I think these are excellent ideas. What I'd like to do at some point, is to 
introduce a standard lifecycle for documentation projects plus some 
abstractions for documentation generation and publication.

There's a lot in common between documentation and code. The basics are the same:

* source files are transformed in various different ways to produce one or more 
hierarchy of files (documentation markup -> html files, java source -> class 
files).
* the files are bundled up into various archive formats (html files -> zip or 
epub, classes -> jar or war).
* the archives are published to a repository.
* the archives are deployed to various environments (html files -> staging or 
production web server, war -> local or qa or production app server)
* source files have transform time dependencies (docbook source -> <xref> 
elements, java source -> imported classes). These dependencies may need to be 
resolved from a repository or built locally.
* source files have deployment time dependencies (html files -> <a> elements, 
classes -> imported classes). These dependencies may need to be resolved from a 
repository or built locally and end up deployed somewhere.

I imagine we'd end up with something analogous to a source set for 
documentation. Each documentation source set would represent some logical 
documentation component (a user guide, a website, etc). Each documentation 
source set would produce documentation in one or more formats (html, pdf, etc).

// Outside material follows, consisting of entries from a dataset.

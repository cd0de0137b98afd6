//! Integration tests for the lernkarten binary.
//!
//! These tests verify end-to-end behavior including:
//! - Card creation, editing and deletion
//! - Import with duplicate detection
//! - Review sessions and history
//! - CSV export

use assert_cmd::Command;
use predicates::prelude::*;
use std::fs;
use std::path::Path;
use tempfile::TempDir;

/// Helper to create a test data directory with an empty config file
fn setup_test_dir() -> TempDir {
    let temp_dir = tempfile::tempdir().expect("Failed to create temp dir");
    fs::write(temp_dir.path().join("config.toml"), "").expect("Failed to write config");
    temp_dir
}

/// CLI pointed at the test directory, isolated from the user's config
fn cli(dir: &Path) -> Command {
    let mut cmd = Command::new(assert_cmd::cargo::cargo_bin!("lernkarten"));
    cmd.arg("--data-dir")
        .arg(dir.join("data"))
        .arg("--config")
        .arg(dir.join("config.toml"));
    cmd
}

fn add(dir: &Path, topic: &str, card_type: &str, title: &str) -> assert_cmd::assert::Assert {
    cli(dir)
        .args(["add", "--topic", topic, "--type", card_type, "--title", title])
        .assert()
}

const IMPORT_JSON: &str = r#"[
    {"title": "Hookesches Gesetz", "topic": "Zugversuch", "type": "Formel",
     "latex": "\\sigma = E \\varepsilon",
     "variables": [{"symbol": "E", "name": "E-Modul", "unit": "GPa"}]},
    {"title": "Vickers", "topic": "Härteprüfung", "type": "Definition"}
]"#;

#[test]
fn test_cli_help() {
    Command::new(assert_cmd::cargo::cargo_bin!("lernkarten"))
        .arg("--help")
        .assert()
        .success()
        .stdout(predicate::str::contains("Study cards"));
}

#[test]
fn test_add_assigns_sequential_ids() {
    let temp_dir = setup_test_dir();

    add(temp_dir.path(), "Zugversuch", "Formel", "Hooke")
        .success()
        .stdout(predicate::str::contains("ZUG-F-001"));
    add(temp_dir.path(), "Zugversuch", "Formel", "Poisson")
        .success()
        .stdout(predicate::str::contains("ZUG-F-002"));
    add(temp_dir.path(), "Härteprüfung", "Erklärung", "Brinell")
        .success()
        .stdout(predicate::str::contains("HAR-E-001"));

    assert!(temp_dir.path().join("data/cards.json").exists());
}

#[test]
fn test_next_id_does_not_store_anything() {
    let temp_dir = setup_test_dir();
    add(temp_dir.path(), "Torsion", "Graph", "Schubspannung").success();

    cli(temp_dir.path())
        .args(["next-id", "--topic", "Torsion", "--type", "Graph"])
        .assert()
        .success()
        .stdout("TOR-G-002\n");

    cli(temp_dir.path())
        .args(["next-id", "--topic", "Torsion", "--type", "Graph"])
        .assert()
        .success()
        .stdout("TOR-G-002\n");
}

#[test]
fn test_import_skips_duplicates_on_second_run() {
    let temp_dir = setup_test_dir();
    let file = temp_dir.path().join("import.json");
    fs::write(&file, IMPORT_JSON).unwrap();

    cli(temp_dir.path())
        .arg("import")
        .arg(&file)
        .assert()
        .success()
        .stdout(predicate::str::contains("Imported 2 cards"))
        .stdout(predicate::str::contains("ZUG-F-001"))
        .stdout(predicate::str::contains("HAR-D-001"));

    cli(temp_dir.path())
        .arg("import")
        .arg(&file)
        .assert()
        .success()
        .stdout(predicate::str::contains("Imported 0 cards"))
        .stdout(predicate::str::contains("2 probable duplicates skipped"));
}

#[test]
fn test_import_replace_all_keeps_both_copies() {
    let temp_dir = setup_test_dir();
    let file = temp_dir.path().join("import.json");
    fs::write(&file, IMPORT_JSON).unwrap();

    cli(temp_dir.path()).arg("import").arg(&file).assert().success();
    cli(temp_dir.path())
        .arg("import")
        .arg(&file)
        .arg("--replace-all")
        .assert()
        .success()
        .stdout(predicate::str::contains("Imported 2 cards"))
        .stdout(predicate::str::contains("ZUG-F-002"));

    cli(temp_dir.path())
        .arg("list")
        .assert()
        .success()
        .stdout(predicate::str::contains("4 of 4 cards"));
}

#[test]
fn test_import_rejects_incomplete_record() {
    let temp_dir = setup_test_dir();
    let file = temp_dir.path().join("bad.json");
    fs::write(&file, r#"{"cards": [{"title": "A", "topic": "", "type": "Formel"}]}"#).unwrap();

    cli(temp_dir.path())
        .arg("import")
        .arg(&file)
        .assert()
        .failure()
        .stderr(predicate::str::contains("topic"));

    assert!(!temp_dir.path().join("data/cards.json").exists());
}

#[test]
fn test_list_filters_by_type() {
    let temp_dir = setup_test_dir();
    add(temp_dir.path(), "Zugversuch", "Formel", "Hooke").success();
    add(temp_dir.path(), "Zugversuch", "Definition", "Streckgrenze").success();

    cli(temp_dir.path())
        .args(["list", "--type", "Definition"])
        .assert()
        .success()
        .stdout(predicate::str::contains("ZUG-D-001"))
        .stdout(predicate::str::contains("ZUG-F-001").not())
        .stdout(predicate::str::contains("1 of 2 cards"));
}

#[test]
fn test_update_keeps_id() {
    let temp_dir = setup_test_dir();
    add(temp_dir.path(), "Zugversuch", "Formel", "Hooke").success();

    cli(temp_dir.path())
        .args(["update", "ZUG-F-001", "--topic", "Torsion", "--type", "Graph"])
        .assert()
        .success();

    cli(temp_dir.path())
        .args(["show", "ZUG-F-001"])
        .assert()
        .success()
        .stdout(predicate::str::contains("\"topic\": \"Torsion\""))
        .stdout(predicate::str::contains("\"type\": \"Graph\""));
}

#[test]
fn test_update_sets_and_clears_latex() {
    let temp_dir = setup_test_dir();
    add(temp_dir.path(), "Zugversuch", "Formel", "Hooke").success();

    cli(temp_dir.path())
        .args([
            "update",
            "ZUG-F-001",
            "--latex",
            "\\sigma = E \\varepsilon",
            "--image-needed",
            "true",
        ])
        .assert()
        .success();

    cli(temp_dir.path())
        .args(["show", "ZUG-F-001"])
        .assert()
        .success()
        .stdout(predicate::str::contains("\"latex\": "))
        .stdout(predicate::str::contains("varepsilon"))
        .stdout(predicate::str::contains("\"image_needed\": true"));

    cli(temp_dir.path())
        .args(["update", "ZUG-F-001", "--latex", "", "--image-needed", "false"])
        .assert()
        .success();

    cli(temp_dir.path())
        .args(["show", "ZUG-F-001"])
        .assert()
        .success()
        .stdout(predicate::str::contains("latex").not())
        .stdout(predicate::str::contains("\"image_needed\": false"));
}

#[test]
fn test_add_rejects_blank_fields() {
    let temp_dir = setup_test_dir();

    add(temp_dir.path(), "Zugversuch", "Formel", "   ")
        .failure()
        .stderr(predicate::str::contains("title"));

    add(temp_dir.path(), "", "Formel", "Hooke")
        .failure()
        .stderr(predicate::str::contains("topic"));

    add(temp_dir.path(), "Zugversuch", " ", "Hooke")
        .failure()
        .stderr(predicate::str::contains("type"));

    assert!(!temp_dir.path().join("data/cards.json").exists());
}

#[test]
fn test_history_window_bounds() {
    let temp_dir = setup_test_dir();

    cli(temp_dir.path())
        .args(["history", "--days", "0"])
        .assert()
        .failure()
        .stderr(predicate::str::contains("positive"));

    cli(temp_dir.path())
        .args(["history", "--days", "100000000"])
        .assert()
        .success();
}

#[test]
fn test_deleted_ids_are_never_reused() {
    let temp_dir = setup_test_dir();
    add(temp_dir.path(), "Zugversuch", "Formel", "a").success();
    add(temp_dir.path(), "Zugversuch", "Formel", "b").success();

    cli(temp_dir.path())
        .args(["delete", "ZUG-F-002"])
        .assert()
        .success()
        .stdout(predicate::str::contains("Deleted ZUG-F-002"));

    add(temp_dir.path(), "Zugversuch", "Formel", "c")
        .success()
        .stdout(predicate::str::contains("ZUG-F-003"));
}

#[test]
fn test_missing_card_is_an_error() {
    let temp_dir = setup_test_dir();

    cli(temp_dir.path())
        .args(["show", "ZUG-F-001"])
        .assert()
        .failure()
        .stderr(predicate::str::contains("ZUG-F-001"));

    cli(temp_dir.path())
        .args(["delete", "ZUG-F-001"])
        .assert()
        .failure();
}

#[test]
fn test_review_auto_know_logs_session() {
    let temp_dir = setup_test_dir();
    add(temp_dir.path(), "Zugversuch", "Formel", "Hooke").success();
    add(temp_dir.path(), "Torsion", "Graph", "Schub").success();

    cli(temp_dir.path())
        .args(["review", "--auto-know"])
        .assert()
        .success()
        .stdout(predicate::str::contains("Session complete"))
        .stdout(predicate::str::contains("Known: 2 of 2 (100%)"))
        .stdout(predicate::str::contains("Answers: 2"));

    let log = fs::read_to_string(temp_dir.path().join("data/reviews.jsonl")).unwrap();
    assert_eq!(log.lines().count(), 1);

    cli(temp_dir.path())
        .arg("history")
        .assert()
        .success()
        .stdout(predicate::str::contains("1 sessions, 2 cards, average 100%"));
}

#[test]
fn test_review_requeues_missed_card() {
    let temp_dir = setup_test_dir();
    add(temp_dir.path(), "Zugversuch", "Formel", "Hooke").success();
    add(temp_dir.path(), "Torsion", "Graph", "Schub").success();

    cli(temp_dir.path())
        .args(["review", "--auto-again-first"])
        .assert()
        .success()
        .stdout(predicate::str::contains("Back to the end of the deck"))
        .stdout(predicate::str::contains("Known: 2 of 2 (100%)"))
        .stdout(predicate::str::contains("Answers: 3"));
}

#[test]
fn test_review_with_filter_and_no_matches() {
    let temp_dir = setup_test_dir();
    add(temp_dir.path(), "Zugversuch", "Formel", "Hooke").success();

    cli(temp_dir.path())
        .args(["review", "--topic", "Torsion", "--auto-know"])
        .assert()
        .success()
        .stdout(predicate::str::contains("nothing to review"));

    assert!(!temp_dir.path().join("data/reviews.jsonl").exists());
}

#[test]
fn test_interactive_review() {
    let temp_dir = setup_test_dir();
    add(temp_dir.path(), "Zugversuch", "Formel", "Hooke").success();

    // Enter flips, 'a' misses, Enter flips, 'k' knows, Enter finishes
    cli(temp_dir.path())
        .arg("review")
        .write_stdin("\na\n\nk\n\n")
        .assert()
        .success()
        .stdout(predicate::str::contains("Known: 1 of 1 (100%)"))
        .stdout(predicate::str::contains("Answers: 2"));
}

#[test]
fn test_interactive_review_quit_logs_nothing() {
    let temp_dir = setup_test_dir();
    add(temp_dir.path(), "Zugversuch", "Formel", "Hooke").success();

    cli(temp_dir.path())
        .arg("review")
        .write_stdin("q\n")
        .assert()
        .success()
        .stdout(predicate::str::contains("Session abandoned"));

    assert!(!temp_dir.path().join("data/reviews.jsonl").exists());
}

#[test]
fn test_export_csv() {
    let temp_dir = setup_test_dir();
    let file = temp_dir.path().join("import.json");
    fs::write(&file, IMPORT_JSON).unwrap();
    cli(temp_dir.path()).arg("import").arg(&file).assert().success();

    let csv_path = temp_dir.path().join("cards.csv");
    cli(temp_dir.path())
        .arg("export")
        .arg(&csv_path)
        .args(["--topic", "Zugversuch"])
        .assert()
        .success()
        .stdout(predicate::str::contains("Exported 1 cards"));

    let csv = fs::read_to_string(&csv_path).unwrap();
    assert!(csv.starts_with("id,topic,type,category"));
    assert!(csv.contains("ZUG-F-001"));
    assert!(!csv.contains("HAR-D-001"));
}

#[test]
fn test_category_aware_config() {
    let temp_dir = setup_test_dir();
    fs::write(
        temp_dir.path().join("config.toml"),
        "[import]\ncategory_aware_fingerprint = true\n",
    )
    .unwrap();

    let first = temp_dir.path().join("theorie.json");
    fs::write(&first, r#"[{"title": "A", "topic": "T", "type": "Formel"}]"#).unwrap();
    let second = temp_dir.path().join("klausur.json");
    fs::write(
        &second,
        r#"[{"title": "A", "topic": "T", "type": "Formel", "category": "Klausuraufgaben"}]"#,
    )
    .unwrap();

    cli(temp_dir.path()).arg("import").arg(&first).assert().success();
    cli(temp_dir.path())
        .arg("import")
        .arg(&second)
        .assert()
        .success()
        .stdout(predicate::str::contains("Imported 1 cards"));
}
//! Application state module

mod app_state;
mod forms;
mod session;
mod status;

pub use app_state::*;
pub use forms::*;
pub use session::*;
pub use status::*;
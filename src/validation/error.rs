//! Validation error type

use super::field::FieldName;
use thiserror::Error;

/// A field whose current value does not satisfy its rule
#[derive(Debug, Clone, Copy, PartialEq, Eq, Error)]
#[error("{field}: {}", .field.hint())]
pub struct ValidationFailure {
    pub field: FieldName,
}

impl ValidationFailure {
    pub fn new(field: FieldName) -> Self {
        Self { field }
    }
}
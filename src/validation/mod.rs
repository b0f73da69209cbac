//! Signup form validation core
//!
//! Pure, stateless rules that map a field's current text to a verdict,
//! plus the form-level aggregate gate used on submission. Rendering and
//! indicator updates happen on the other side of [`ValidationObserver`].

mod error;
mod field;
mod form;
mod observer;
mod rules;

pub use error::ValidationFailure;
pub use field::{FieldName, FormValues};
pub use form::{
    check_field, validate_all, validate_all_with, validate_field, validate_report,
    ValidationReport, ValidationResult,
};
pub use observer::{FieldBindings, InputHandle, ValidationObserver};
pub use rules::{
    validate_age, validate_confirm_password, validate_email, validate_name, validate_password,
    validate_phone,
};

#[cfg(test)]
pub use observer::MockValidationObserver;
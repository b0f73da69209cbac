//! Reusable UI components

mod button;
mod dialog;

pub use button::{render_button, ButtonStyle, BUTTON_HEIGHT};
pub use dialog::render_message_dialog;
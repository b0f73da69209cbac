//! Seams between the validation core and whatever renders the inputs

use super::field::{FieldName, FormValues};
use super::form::{validate_field, ValidationResult};
use std::collections::BTreeMap;

/// Receives every verdict produced by a validation pass
#[cfg_attr(test, mockall::automock)]
pub trait ValidationObserver {
    fn on_verdict(&mut self, result: &ValidationResult);
}

/// One rendered input, as seen by the validation layer
pub trait InputHandle {
    fn field(&self) -> FieldName;
    fn value(&self) -> &str;
    /// Show (`false`) or clear (`true`) the inline error indicator
    fn set_verdict(&mut self, is_valid: bool);
}

/// Mapping from logical field to the input that currently renders it
#[derive(Default)]
pub struct FieldBindings<'a> {
    handles: BTreeMap<FieldName, &'a mut dyn InputHandle>,
}

impl<'a> FieldBindings<'a> {
    pub fn new() -> Self {
        Self::default()
    }

    /// Bind a handle under its own field name, replacing any previous one
    pub fn bind(&mut self, handle: &'a mut dyn InputHandle) {
        self.handles.insert(handle.field(), handle);
    }

    pub fn is_bound(&self, field: FieldName) -> bool {
        self.handles.contains_key(&field)
    }

    /// Snapshot the bound inputs; unbound fields read as empty
    pub fn values(&self) -> FormValues {
        let mut values = FormValues::default();
        for (field, handle) in &self.handles {
            values.set(*field, handle.value());
        }
        values
    }

    /// Validate one field against the current snapshot and update its indicator
    pub fn validate(&mut self, field: FieldName) -> bool {
        let result = validate_field(field, &self.values());
        self.on_verdict(&result);
        result.is_valid
    }
}

impl ValidationObserver for FieldBindings<'_> {
    fn on_verdict(&mut self, result: &ValidationResult) {
        if let Some(handle) = self.handles.get_mut(&result.field) {
            handle.set_verdict(result.is_valid);
        }
    }
}

#[cfg(test)]
mod tests {
    use super::*;
    use crate::validation::validate_all_with;

    struct StubInput {
        field: FieldName,
        value: String,
        verdict: Option<bool>,
    }

    impl StubInput {
        fn new(field: FieldName, value: &str) -> Self {
            Self {
                field,
                value: value.to_string(),
                verdict: None,
            }
        }
    }

    impl InputHandle for StubInput {
        fn field(&self) -> FieldName {
            self.field
        }
        fn value(&self) -> &str {
            &self.value
        }
        fn set_verdict(&mut self, is_valid: bool) {
            self.verdict = Some(is_valid);
        }
    }

    #[test]
    fn test_values_reads_bound_inputs() {
        let mut name = StubInput::new(FieldName::FullName, "Ada Lovelace");
        let mut age = StubInput::new(FieldName::Age, "36");
        let mut bindings = FieldBindings::new();
        bindings.bind(&mut name);
        bindings.bind(&mut age);

        let values = bindings.values();
        assert_eq!(values.full_name, "Ada Lovelace");
        assert_eq!(values.age, "36");
        assert_eq!(values.email, "");
        assert!(bindings.is_bound(FieldName::Age));
        assert!(!bindings.is_bound(FieldName::Email));
    }

    #[test]
    fn test_validate_marks_only_target_field() {
        let mut name = StubInput::new(FieldName::FullName, "Ada");
        let mut email = StubInput::new(FieldName::Email, "ada@example.com");
        {
            let mut bindings = FieldBindings::new();
            bindings.bind(&mut name);
            bindings.bind(&mut email);
            assert!(!bindings.validate(FieldName::FullName));
        }
        assert_eq!(name.verdict, Some(false));
        assert_eq!(email.verdict, None);
    }

    #[test]
    fn test_confirm_reads_sibling_password() {
        let mut password = StubInput::new(FieldName::Password, "Abcdefg1");
        let mut confirm = StubInput::new(FieldName::ConfirmPassword, "Abcdefg1");
        {
            let mut bindings = FieldBindings::new();
            bindings.bind(&mut password);
            bindings.bind(&mut confirm);
            assert!(bindings.validate(FieldName::ConfirmPassword));
        }
        assert_eq!(confirm.verdict, Some(true));
    }

    #[test]
    fn test_validate_all_with_bindings_updates_every_input() {
        let mut inputs: Vec<StubInput> = vec![
            StubInput::new(FieldName::FullName, "Ada Lovelace"),
            StubInput::new(FieldName::Email, "not-an-email"),
            StubInput::new(FieldName::Phone, ""),
            StubInput::new(FieldName::Age, "36"),
            StubInput::new(FieldName::Password, "Abcdefg1"),
            StubInput::new(FieldName::ConfirmPassword, "Abcdefg1"),
        ];
        {
            let mut bindings = FieldBindings::new();
            for input in inputs.iter_mut() {
                bindings.bind(input);
            }
            let values = bindings.values();
            assert!(!validate_all_with(&values, &mut bindings));
        }

        let verdicts: Vec<_> = inputs.iter().map(|i| i.verdict).collect();
        assert_eq!(
            verdicts,
            vec![
                Some(true),
                Some(false),
                Some(true),
                Some(true),
                Some(true),
                Some(true)
            ]
        );
    }

    #[test]
    fn test_unbound_verdict_is_ignored() {
        let mut bindings = FieldBindings::new();
        bindings.on_verdict(&ValidationResult {
            is_valid: false,
            field: FieldName::Phone,
        });
        assert!(!bindings.is_bound(FieldName::Phone));
    }
}
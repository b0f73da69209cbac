//! Field identifiers and value snapshots

use std::fmt;

/// Logical fields of the signup form, in form order
#[derive(Debug, Clone, Copy, PartialEq, Eq, Hash, PartialOrd, Ord)]
pub enum FieldName {
    FullName,
    Email,
    Phone,
    Age,
    Password,
    ConfirmPassword,
}

impl FieldName {
    /// All fields in the order they appear on the form
    pub const ALL: [FieldName; 6] = [
        FieldName::FullName,
        FieldName::Email,
        FieldName::Phone,
        FieldName::Age,
        FieldName::Password,
        FieldName::ConfirmPassword,
    ];

    /// Stable identifier of the input
    pub fn id(&self) -> &'static str {
        match self {
            Self::FullName => "fullName",
            Self::Email => "email",
            Self::Phone => "phone",
            Self::Age => "age",
            Self::Password => "password",
            Self::ConfirmPassword => "confirmPassword",
        }
    }

    pub fn label(&self) -> &'static str {
        match self {
            Self::FullName => "Full Name",
            Self::Email => "Email",
            Self::Phone => "Phone (optional)",
            Self::Age => "Age",
            Self::Password => "Password",
            Self::ConfirmPassword => "Confirm Password",
        }
    }

    /// Inline hint shown while the field is in the errored state
    pub fn hint(&self) -> &'static str {
        match self {
            Self::FullName => "Enter your first and last name",
            Self::Email => "Enter a valid email address",
            Self::Phone => "Enter a valid phone number",
            Self::Age => "Age must be between 13 and 120",
            Self::Password => "8+ chars with upper, lower and digit",
            Self::ConfirmPassword => "Passwords do not match",
        }
    }

    /// Whether the value should be masked when rendered or logged
    pub fn is_secret(&self) -> bool {
        matches!(self, Self::Password | Self::ConfirmPassword)
    }

    /// Position of the field in form order
    pub fn index(&self) -> usize {
        match self {
            Self::FullName => 0,
            Self::Email => 1,
            Self::Phone => 2,
            Self::Age => 3,
            Self::Password => 4,
            Self::ConfirmPassword => 5,
        }
    }

    /// Look up a field by its position in form order
    pub fn from_index(index: usize) -> Option<Self> {
        Self::ALL.get(index).copied()
    }

    /// Look up a field by its stable identifier
    pub fn from_id(id: &str) -> Option<Self> {
        Self::ALL.into_iter().find(|f| f.id() == id)
    }
}

impl fmt::Display for FieldName {
    fn fmt(&self, f: &mut fmt::Formatter<'_>) -> fmt::Result {
        f.write_str(self.id())
    }
}

/// Snapshot of every field's current text
#[derive(Debug, Clone, Default, PartialEq, Eq)]
pub struct FormValues {
    pub full_name: String,
    pub email: String,
    pub phone: String,
    pub age: String,
    pub password: String,
    pub confirm_password: String,
}

impl FormValues {
    /// Borrow the text of one field
    pub fn get(&self, field: FieldName) -> &str {
        match field {
            FieldName::FullName => &self.full_name,
            FieldName::Email => &self.email,
            FieldName::Phone => &self.phone,
            FieldName::Age => &self.age,
            FieldName::Password => &self.password,
            FieldName::ConfirmPassword => &self.confirm_password,
        }
    }

    /// Replace the text of one field
    pub fn set(&mut self, field: FieldName, value: impl Into<String>) {
        let slot = match field {
            FieldName::FullName => &mut self.full_name,
            FieldName::Email => &mut self.email,
            FieldName::Phone => &mut self.phone,
            FieldName::Age => &mut self.age,
            FieldName::Password => &mut self.password,
            FieldName::ConfirmPassword => &mut self.confirm_password,
        };
        *slot = value.into();
    }

    /// Builder-style variant of [`FormValues::set`]
    pub fn with(mut self, field: FieldName, value: impl Into<String>) -> Self {
        self.set(field, value);
        self
    }
}

#[cfg(test)]
mod tests {
    use super::*;
    use pretty_assertions::assert_eq;

    #[test]
    fn test_ids_round_trip() {
        for field in FieldName::ALL {
            assert_eq!(FieldName::from_id(field.id()), Some(field));
        }
        assert_eq!(FieldName::from_id("nickname"), None);
    }

    #[test]
    fn test_index_matches_form_order() {
        for (idx, field) in FieldName::ALL.iter().enumerate() {
            assert_eq!(field.index(), idx);
            assert_eq!(FieldName::from_index(idx), Some(*field));
        }
        assert_eq!(FieldName::from_index(6), None);
    }

    #[test]
    fn test_only_password_fields_are_secret() {
        let secret: Vec<_> = FieldName::ALL.into_iter().filter(|f| f.is_secret()).collect();
        assert_eq!(
            secret,
            vec![FieldName::Password, FieldName::ConfirmPassword]
        );
    }

    #[test]
    fn test_display_uses_id() {
        assert_eq!(FieldName::ConfirmPassword.to_string(), "confirmPassword");
    }

    #[test]
    fn test_set_and_get() {
        let mut values = FormValues::default();
        values.set(FieldName::Age, "42");
        assert_eq!(values.get(FieldName::Age), "42");
        assert_eq!(values.age, "42");
        assert_eq!(values.get(FieldName::Email), "");
    }

    #[test]
    fn test_with_builder() {
        let values = FormValues::default()
            .with(FieldName::FullName, "Ada Lovelace")
            .with(FieldName::Phone, "+44 20 7946 0000");
        assert_eq!(values.full_name, "Ada Lovelace");
        assert_eq!(values.phone, "+44 20 7946 0000");
    }
}
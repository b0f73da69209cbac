//! Configuration handling for the TUI

use crate::state::{View, DEFAULT_INTERACTION_MILESTONE, DEFAULT_MOUSE_MILESTONE};
use anyhow::Result;
use directories::ProjectDirs;
use serde::{Deserialize, Serialize};
use std::fs;
use std::path::{Path, PathBuf};

/// User configuration for the TUI
#[derive(Debug, Clone, Serialize, Deserialize, Default)]
pub struct TuiConfig {
    /// Start in dark mode
    pub dark_mode: Option<bool>,
    /// View shown on startup: "events", "widgets" or "form"
    pub start_view: Option<String>,
    /// Clicks between "interactions" milestone messages
    pub interaction_milestone: Option<u64>,
    /// Mouse movements between milestone messages
    pub mouse_milestone: Option<u64>,
}

impl TuiConfig {
    /// Get the config file path
    pub fn config_path() -> Option<PathBuf> {
        ProjectDirs::from("dev", "signup-tui", "signup-tui")
            .map(|dirs| dirs.config_dir().join("config.json"))
    }

    /// Load configuration from the default location
    pub fn load() -> Result<Self> {
        match Self::config_path() {
            Some(path) => Self::load_from(&path),
            None => Ok(Self::default()),
        }
    }

    /// Load configuration from a file, falling back to defaults when it is missing
    pub fn load_from(path: &Path) -> Result<Self> {
        if !path.exists() {
            return Ok(Self::default());
        }
        let content = fs::read_to_string(path)?;
        let config: TuiConfig = serde_json::from_str(&content)?;
        Ok(config)
    }

    /// Save configuration to a file
    pub fn save_to(&self, path: &Path) -> Result<()> {
        if let Some(parent) = path.parent() {
            fs::create_dir_all(parent)?;
        }
        let content = serde_json::to_string_pretty(self)?;
        fs::write(path, content)?;
        Ok(())
    }

    pub fn is_dark_mode(&self) -> bool {
        self.dark_mode.unwrap_or(false)
    }

    /// Startup view; unknown names fall back to the default view
    pub fn start_view(&self) -> View {
        self.start_view
            .as_deref()
            .and_then(View::from_config)
            .unwrap_or_default()
    }

    pub fn interaction_milestone(&self) -> u64 {
        self.interaction_milestone
            .unwrap_or(DEFAULT_INTERACTION_MILESTONE)
    }

    pub fn mouse_milestone(&self) -> u64 {
        self.mouse_milestone.unwrap_or(DEFAULT_MOUSE_MILESTONE)
    }
}
//! Rolling status message and short-lived highlight animations

use chrono::{DateTime, Local};
use std::time::{Duration, Instant};

/// A highlight that fades out over a fixed duration
#[derive(Debug, Clone, Copy)]
pub struct Flash {
    pub start_time: Instant,
    pub duration: Duration,
}

impl Flash {
    pub fn new(duration: Duration) -> Self {
        Self {
            start_time: Instant::now(),
            duration,
        }
    }

    pub fn is_expired(&self) -> bool {
        self.start_time.elapsed() >= self.duration
    }

    /// Highlight strength from 1.0 (just started) down to 0.0 (expired)
    pub fn intensity(&self) -> f32 {
        let elapsed = self.start_time.elapsed();
        if elapsed >= self.duration || self.duration.is_zero() {
            return 0.0;
        }
        let progress = elapsed.as_secs_f32() / self.duration.as_secs_f32();
        // Ease-out so the highlight lingers briefly, then drops off
        1.0 - simple_easing::cubic_out(progress)
    }
}

/// The single-line message display at the bottom of the screen
#[derive(Debug, Clone)]
pub struct StatusLine {
    pub message: String,
    pub posted_at: DateTime<Local>,
    pub flash: Option<Flash>,
}

impl Default for StatusLine {
    fn default() -> Self {
        Self {
            message: String::new(),
            posted_at: Local::now(),
            flash: None,
        }
    }
}

impl StatusLine {
    /// How long a newly posted message stays highlighted
    pub const FLASH_DURATION: Duration = Duration::from_millis(500);

    /// Replace the current message and start the highlight
    pub fn post(&mut self, message: impl Into<String>) {
        self.message = message.into();
        self.posted_at = Local::now();
        self.flash = Some(Flash::new(Self::FLASH_DURATION));
        tracing::debug!(message = %self.message, "Status message posted");
    }

    /// `HH:MM:SS - message`
    pub fn display_text(&self) -> String {
        if self.message.is_empty() {
            return String::new();
        }
        format!("{} - {}", self.posted_at.format("%H:%M:%S"), self.message)
    }

    pub fn is_flashing(&self) -> bool {
        self.flash.is_some_and(|f| !f.is_expired())
    }

    /// Drop the highlight once it has run its course
    pub fn update(&mut self) {
        if self.flash.is_some_and(|f| f.is_expired()) {
            self.flash = None;
        }
    }
}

By sharing abstractions and conventions between code and documentation, we get 
a lot of interesting behaviour. As for code, it would be easy to bundle the 
documentation into archives and publish to a repository. Similarly, as we add 
deployment for code, we will have the basic pieces for documentation deployment 
too. And we can blur the distinction between code and documentation. For 
example, dynamic documentation is really a hybrid between code and 
documentation.

> 
> (and all that is in addition to making a standard website à la maven)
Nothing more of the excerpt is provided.